Data excerpts below:

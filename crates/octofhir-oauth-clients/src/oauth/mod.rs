//! OAuth 2.0 client checks for the authorization and token endpoints.
//!
//! - [`redirect`] - Callback resolution for authorization requests
//! - [`secret`] - Client secret verification, generation and hashing
//! - [`client_auth`] - Credential extraction and client authentication
//! - [`gate`] - Facade combining registry lookup with the checks above

pub mod client_auth;
pub mod gate;
pub mod redirect;
pub mod secret;

pub use client_auth::{
    AuthenticatedClient, ClientAuthMethod, ClientCredentials, authenticate_client,
    authenticate_client_with_format, parse_basic_auth,
};
pub use gate::{AuthorizationGate, AuthorizedCallback};
pub use redirect::{
    CallbackOutcome, CallbackResolution, ErrorDelivery, RedirectValidator, resolve_callback,
};
pub use secret::{
    SecretFormat, SecretVerdict, generate_client_secret, hash_client_secret, verify_decoy_secret,
    verify_secret,
};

End of Data excerpts.

Directions
The entries listed above are to be output exactly. Leave none out.

Solution to this exercise
filename crates/octofhir-oauth-clients/src/oauth/mod.rs
//! OAuth 2.0 client checks for the authorization and token endpoints.
//!
//! - [`redirect`] - Callback resolution for authorization requests
//! - [`secret`] - Client secret verification, generation and hashing
//! - [`client_auth`] - Credential extraction and client authentication
//! - [`gate`] - Facade combining registry lookup with the checks above

pub mod client_auth;
pub mod gate;
pub mod redirect;
pub mod secret;

pub use client_auth::{
    AuthenticatedClient, ClientAuthMethod, ClientCredentials, authenticate_client,
    authenticate_client_with_format, parse_basic_auth,
};
pub use gate::{AuthorizationGate, AuthorizedCallback};
pub use redirect::{
    CallbackOutcome, CallbackResolution, ErrorDelivery, RedirectValidator, resolve_callback,
};
pub use secret::{
    SecretFormat, SecretVerdict, generate_client_secret, hash_client_secret, verify_decoy_secret,
    verify_secret,
};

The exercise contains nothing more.